The false epistemology mostly makes his books much more tedious and opaque than they otherwise might have been.

I'll chime in, since I'm reading a number of his books right now. While he uses Kantian terminology, he generally seems to believe that his a priori categories are both a structure of the human mind and a feature of the world. Our categories reflect the nature of reality. He gives an evolutionary explanation for this, basically saying that entities whose minds did not conform to the structure of reality died out, and we are the entities who succeeded by having categories that match reality. Mises wasn't an impositionist Kantian along the lines of the German Idealists. He (and Hans-Hermann Hoppe) are realist Kantians who interpret Kant almost (but not quite) as a sort of Aristotelian.
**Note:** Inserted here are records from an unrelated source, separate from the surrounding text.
//! Client handler: resolves a handler, follows its source text, evaluates each
//! version and renders the latest accepted component.
//!
//! All the work happens in one background task per handler:
//!
//! ```text
//! inputs ──► HandlerResolver ──► subscribe_source(dist_id) ──► EvaluationPipeline ──► outcomes
//! ```
//!
//! Changing the inputs re-enters resolution. Dropping the handle aborts the
//! task, which releases the store subscription.

use std::sync::Arc;
use std::time::Duration;

use serde_json::Value;
use tokio::sync::watch;
use tokio::task::JoinHandle;
use tracing::{debug, info, instrument, warn};

use crate::config::EngineConfig;
use crate::evaluator::{EvalInput, Evaluator};
use crate::pipeline::{EvaluationPipeline, PipelineState};
use crate::render;
use crate::resolver::{HandlerResolver, ResolveInputs};
use crate::store::GraphStore;
use crate::subscriber::subscribe_source;
use crate::types::{Component, HandlerRecord, HandlerValue, LinkId, RenderProps, Rendered};

/// What a client handler is mounted with.
#[derive(Debug, Clone, Default)]
pub struct ClientHandlerProps {
  /// Link the handler is displayed for; passed to the component as `link`.
  pub link_id: Option<LinkId>,
  pub handler_id: Option<LinkId>,
  pub context: Vec<LinkId>,
  /// Extra evaluator inputs bound next to `require`.
  pub input: EvalInput,
}

impl ClientHandlerProps {
  pub fn handler(handler_id: LinkId) -> Self {
    Self {
      handler_id: Some(handler_id),
      ..Self::default()
    }
  }

  pub fn context(context: impl Into<Vec<LinkId>>) -> Self {
    Self {
      context: context.into(),
      ..Self::default()
    }
  }

  pub fn link_id(mut self, link_id: LinkId) -> Self {
    self.link_id = Some(link_id);
    self
  }

  pub fn input(mut self, input: EvalInput) -> Self {
    self.input = input;
    self
  }

  fn resolve_inputs(&self) -> ResolveInputs {
    ResolveInputs {
      handler_id: self.handler_id,
      context: self.context.clone(),
    }
  }
}

/// Spawns client handlers.
pub struct ClientHandler;

impl ClientHandler {
  /// Starts a client handler on the current tokio runtime.
  #[instrument(level = "trace", skip(store, evaluator, config))]
  pub fn spawn(
    store: Arc<dyn GraphStore>,
    evaluator: Arc<dyn Evaluator>,
    config: Arc<EngineConfig>,
    props: ClientHandlerProps,
  ) -> ClientHandlerHandle {
    let render_timeout = config.render_timeout();
    let (inputs_tx, inputs_rx) = watch::channel(props.resolve_inputs());
    let (outcomes_tx, outcomes_rx) = watch::channel(PipelineState::default());
    let (record_tx, record_rx) = watch::channel(None);

    let pipeline = EvaluationPipeline::with_sender(evaluator, props.input.clone(), outcomes_tx);
    let driver = Driver {
      resolver: HandlerResolver::new(store.clone(), config.clone()),
      store: store.clone(),
      config,
      pipeline,
      inputs: inputs_rx,
      record: record_tx,
    };
    let task = tokio::spawn(driver.run());
    info!(link_id = ?props.link_id, handler_id = ?props.handler_id, "client handler started");

    ClientHandlerHandle {
      store,
      link_id: props.link_id,
      render_timeout,
      inputs: inputs_tx,
      outcomes: outcomes_rx,
      record: record_rx,
      task,
    }
  }
}

/// Handle to a running client handler. Dropping it stops the handler.
pub struct ClientHandlerHandle {
  store: Arc<dyn GraphStore>,
  link_id: Option<LinkId>,
  render_timeout: Duration,
  inputs: watch::Sender<ResolveInputs>,
  outcomes: watch::Receiver<PipelineState>,
  record: watch::Receiver<Option<HandlerRecord>>,
  task: JoinHandle<()>,
}

impl ClientHandlerHandle {
  /// Replaces the resolution inputs. Identical inputs are ignored.
  pub fn update_inputs(&self, handler_id: Option<LinkId>, context: Vec<LinkId>) {
    let next = ResolveInputs {
      handler_id,
      context,
    };
    let changed = self.inputs.send_if_modified(|current| {
      if *current == next {
        return false;
      }
      *current = next;
      true
    });
    debug!(changed, "client handler inputs updated");
  }

  /// Live pipeline state.
  pub fn outcomes(&self) -> watch::Receiver<PipelineState> {
    self.outcomes.clone()
  }

  /// Snapshot of the pipeline state.
  pub fn state(&self) -> PipelineState {
    self.outcomes.borrow().clone()
  }

  /// Currently resolved handler record.
  pub fn record(&self) -> Option<HandlerRecord> {
    *self.record.borrow()
  }

  /// Waits until a component is accepted. `None` if the handler stopped first.
  pub async fn wait_for_component(&self) -> Option<Arc<dyn Component>> {
    let mut rx = self.outcomes.clone();
    let state = rx
      .wait_for(|s| s.accepted.as_ref().is_some_and(HandlerValue::is_component))
      .await
      .ok()?;
    let component = state.accepted.as_ref().and_then(HandlerValue::as_component).cloned();
    component
  }

  /// Waits until the latest attempt has settled (or the source was cleared)
  /// and returns that state. `None` if the handler stopped first.
  pub async fn wait_settled(&self) -> Option<PipelineState> {
    let mut rx = self.outcomes.clone();
    let state = rx.wait_for(|s| s.epoch > 0 && s.is_current()).await.ok()?;
    Some((*state).clone())
  }

  /// Renders the accepted value with `props` plus the `link` record, if cached.
  /// A render outlasting the configured render timeout renders empty.
  pub async fn render(&self, mut props: RenderProps) -> Rendered {
    if !props.extra.contains_key("link") {
      if let Some(link) = self.link_id.and_then(|id| link_prop(self.store.as_ref(), id)) {
        props = props.prop("link", link);
      }
    }
    let accepted = self.outcomes.borrow().accepted.clone();
    render::mount_within(accepted.as_ref(), props, self.render_timeout).await
  }

  /// Whether the background task has finished.
  pub fn is_finished(&self) -> bool {
    self.task.is_finished()
  }
}

impl Drop for ClientHandlerHandle {
  fn drop(&mut self) {
    self.task.abort();
    debug!(link_id = ?self.link_id, "client handler stopped");
  }
}

/// Why the driver woke up.
enum Wake {
  InputsChanged,
  /// New inputs were resolved while following; carries their record.
  Resolved(Option<HandlerRecord>),
  Retry,
  SourcesEnded,
  Closed,
}

struct Driver {
  resolver: HandlerResolver,
  store: Arc<dyn GraphStore>,
  config: Arc<EngineConfig>,
  pipeline: EvaluationPipeline,
  inputs: watch::Receiver<ResolveInputs>,
  record: watch::Sender<Option<HandlerRecord>>,
}

impl Driver {
  async fn run(mut self) {
    let mut resolved = resolve_latest(&self.resolver, &mut self.inputs, &self.record).await;
    loop {
      let wake = match resolved {
        Some(record) => self.follow(record).await,
        None => {
          if self.pipeline.epoch() > 0 {
            self.pipeline.clear();
          }
          self.wait_retry().await
        }
      };
      resolved = match wake {
        Wake::Resolved(record) => record,
        Wake::InputsChanged | Wake::Retry => {
          resolve_latest(&self.resolver, &mut self.inputs, &self.record).await
        }
        Wake::SourcesEnded => match self.inputs.changed().await {
          Ok(()) => resolve_latest(&self.resolver, &mut self.inputs, &self.record).await,
          Err(_) => break,
        },
        Wake::Closed => break,
      };
    }
    debug!("client handler task finished");
  }

  /// Runs the pipeline over the record's source. Input changes are resolved
  /// while the pipeline keeps running; the same record keeps the current run.
  async fn follow(&mut self, record: HandlerRecord) -> Wake {
    debug!(handler_id = record.handler_id, dist_id = record.dist_id, "following handler source");
    let Driver {
      resolver,
      store,
      pipeline,
      inputs,
      record: record_tx,
      ..
    } = self;
    let run = pipeline.run(subscribe_source(store.as_ref(), Some(record.dist_id)));
    tokio::pin!(run);

    loop {
      tokio::select! {
        _ = &mut run => return Wake::SourcesEnded,
        changed = inputs.changed() => {
          if changed.is_err() {
            return Wake::Closed;
          }
        }
      }

      let resolving = resolve_latest(resolver, inputs, record_tx);
      tokio::pin!(resolving);
      let next = tokio::select! {
        next = &mut resolving => next,
        _ = &mut run => return Wake::Resolved(resolving.await),
      };
      if next != Some(record) {
        return Wake::Resolved(next);
      }
      debug!(handler_id = record.handler_id, "inputs resolve to the same handler");
    }
  }

  /// Waits for new inputs, or for the retry interval when one is configured.
  async fn wait_retry(&mut self) -> Wake {
    let changed = match self.config.resolve_retry() {
      Some(interval) => tokio::select! {
        changed = self.inputs.changed() => changed,
        _ = tokio::time::sleep(interval) => return Wake::Retry,
      },
      None => self.inputs.changed().await,
    };
    match changed {
      Ok(()) => Wake::InputsChanged,
      Err(_) => Wake::Closed,
    }
  }
}

/// Resolves the latest inputs and publishes the record. Resolution errors are
/// logged and treated as no handler yet.
async fn resolve_latest(
  resolver: &HandlerResolver,
  inputs: &mut watch::Receiver<ResolveInputs>,
  record_tx: &watch::Sender<Option<HandlerRecord>>,
) -> Option<HandlerRecord> {
  let current = inputs.borrow_and_update().clone();
  let record = match resolver.resolve(current).await {
    Ok(record) => record,
    Err(e) => {
      warn!(error = %e, "handler resolution failed");
      None
    }
  };
  record_tx.send_if_modified(|published| {
    let changed = *published != record;
    *published = record;
    changed
  });
  record
}

/// `link` prop value for `link_id`, as handed to components.
fn link_prop(store: &dyn GraphStore, link_id: LinkId) -> Option<Value> {
  store
    .link(link_id)
    .and_then(|link| serde_json::to_value(link).ok())
}
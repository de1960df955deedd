//! Props handed to a mounted handler component.

use std::fmt;
use std::sync::Arc;

use serde_json::{Map, Value};

/// Host callback fired when a handler asks to be closed.
pub type OnClose = Arc<dyn Fn() + Send + Sync>;

/// Caller-facing render props: `{fillSize, onClose, style?, ...arbitrary}`.
#[derive(Clone, Default)]
pub struct RenderProps {
  pub fill_size: bool,
  pub on_close: Option<OnClose>,
  pub style: Option<Map<String, Value>>,
  pub extra: Map<String, Value>,
}

impl fmt::Debug for RenderProps {
  fn fmt(&self, f: &mut fmt::Formatter<'_>) -> fmt::Result {
    f.debug_struct("RenderProps")
      .field("fill_size", &self.fill_size)
      .field("on_close", &self.on_close.is_some())
      .field("style", &self.style)
      .field("extra", &self.extra)
      .finish()
  }
}

impl RenderProps {
  pub fn new() -> Self {
    Self::default()
  }

  pub fn fill_size(mut self, fill_size: bool) -> Self {
    self.fill_size = fill_size;
    self
  }

  pub fn on_close(mut self, f: impl Fn() + Send + Sync + 'static) -> Self {
    self.on_close = Some(Arc::new(f));
    self
  }

  pub fn style(mut self, style: Map<String, Value>) -> Self {
    self.style = Some(style);
    self
  }

  /// Adds one arbitrary prop. `fillSize` and `style` are routed to their dedicated fields.
  pub fn prop(mut self, key: impl Into<String>, value: impl Into<Value>) -> Self {
    let key = key.into();
    let value = value.into();
    match key.as_str() {
      "fillSize" => self.fill_size = value.as_bool().unwrap_or(false),
      "style" => self.style = value.as_object().cloned(),
      "onClose" => {}
      _ => {
        self.extra.insert(key, value);
      }
    }
    self
  }

  /// Builds props from a JSON object; non-objects give empty props.
  pub fn from_json(value: Value) -> Self {
    let Value::Object(map) = value else {
      return Self::default();
    };
    map
      .into_iter()
      .fold(Self::default(), |props, (k, v)| props.prop(k, v))
  }

  /// Style applied under the caller's explicit style when `fill_size` is set.
  pub(crate) fn fill_style() -> Map<String, Value> {
    let mut style = Map::new();
    style.insert("width".to_string(), Value::String("100%".to_string()));
    style.insert("height".to_string(), Value::String("100%".to_string()));
    style
  }

  /// Normalized prop object passed to the component (without `onClose`, which the
  /// sandbox binds itself).
  pub fn normalized(&self) -> Value {
    let mut props = self.extra.clone();
    props.insert("fillSize".to_string(), Value::Bool(self.fill_size));
    let mut style = if self.fill_size {
      Self::fill_style()
    } else {
      Map::new()
    };
    if let Some(explicit) = &self.style {
      for (k, v) in explicit {
        style.insert(k.clone(), v.clone());
      }
    }
    props.insert("style".to_string(), Value::Object(style));
    Value::Object(props)
  }
}
//! Error kinds of the handler engine.
//!
//! Errors raised by untrusted handler code ([EvalError], [RenderFault]) are
//! contained where they occur and turned into values or empty renders. Errors
//! of the trusted engine ([StoreError], [ResolveError], [ConfigError]) propagate.

use std::time::Duration;

use thiserror::Error;

/// Sandboxed code asked for a capability that is not registered.
#[derive(Debug, Clone, PartialEq, Eq, Error)]
#[error("Module not found: Can't resolve {name}")]
pub struct ModuleNotFoundError {
  /// Exact name that was requested.
  pub name: String,
}

impl ModuleNotFoundError {
  pub fn new(name: impl Into<String>) -> Self {
    Self { name: name.into() }
  }
}

/// Handler source failed to evaluate.
#[derive(Debug, Clone, PartialEq, Eq, Error)]
pub enum EvalError {
  #[error(transparent)]
  ModuleNotFound(#[from] ModuleNotFoundError),

  #[error("syntax error: {0}")]
  Syntax(String),

  #[error("{name}: {message}")]
  Thrown { name: String, message: String },

  #[error("source too large: {actual} bytes (max {max})")]
  SourceTooLarge { max: usize, actual: usize },

  #[error("invalid input name: {0}")]
  InvalidInputName(String),

  #[error("handler promise never settled")]
  Unsettled,

  #[error("evaluation timed out after {0:?}")]
  Timeout(Duration),

  #[error("sandbox runtime failure: {0}")]
  Runtime(String),
}

/// A mounted component failed while rendering.
#[derive(Debug, Clone, PartialEq, Eq, Error)]
pub enum RenderFault {
  #[error("{name}: {message}")]
  Thrown { name: String, message: String },

  #[error("component panicked while rendering")]
  Panicked,

  #[error("component runtime closed")]
  RuntimeClosed,

  #[error("render timed out after {0:?}")]
  Timeout(Duration),

  #[error("sandbox runtime failure: {0}")]
  Runtime(String),
}

/// The graph store could not answer.
#[derive(Debug, Clone, PartialEq, Eq, Error)]
pub enum StoreError {
  #[error("store unavailable: {0}")]
  Unavailable(String),

  #[error("invalid store fixture: {0}")]
  Fixture(String),
}

/// Handler resolution failed for a reason other than "no rows yet".
#[derive(Debug, Clone, PartialEq, Eq, Error)]
pub enum ResolveError {
  #[error("handler id 0 does not name a handler")]
  InvalidHandlerId,

  #[error(transparent)]
  Store(#[from] StoreError),
}

/// Configuration could not be loaded.
#[derive(Debug, Error)]
pub enum ConfigError {
  #[error("reading config {path}: {source}")]
  Io {
    path: String,
    #[source]
    source: std::io::Error,
  },

  #[error("parsing config: {0}")]
  Parse(#[from] serde_json::Error),

  #[error("invalid value for {key}: {value}")]
  Env { key: String, value: String },
}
And regardless, Rothbard was an Aristotelian who viewed the axioms of praxeology as empirical in the broadest sense of the term -- that our minds come to know them through experience, but they are present in all experience of human beings as actors (and we act continuously). Rothbard still used the terminology of "a priori" because he thought these "a priori" axioms and concepts and statements were so broadly empirical as to still be effectively a priori. Rothbard basically used "a priori" to mean something almost identical to the use of the term "axiom" in Objectivism -- it is a statement/concept which is implicit in all experience and which any argument against it will necessarily be self-contradictory. One can't reject "humans act" because to argue against it is to be a human that is acting. Personally, I find Rothbard's usage totally unobjectionable, and have actually started using "a priori" in a similar fashion myself.

As for whether or not praxeology can be falsified, it depends on what one means. If you can demonstrate there is a problem in one of the arguments, then yes. But the primary assumptions are certain -- they are obvious to everyone and at least some of them are literally irrefutable.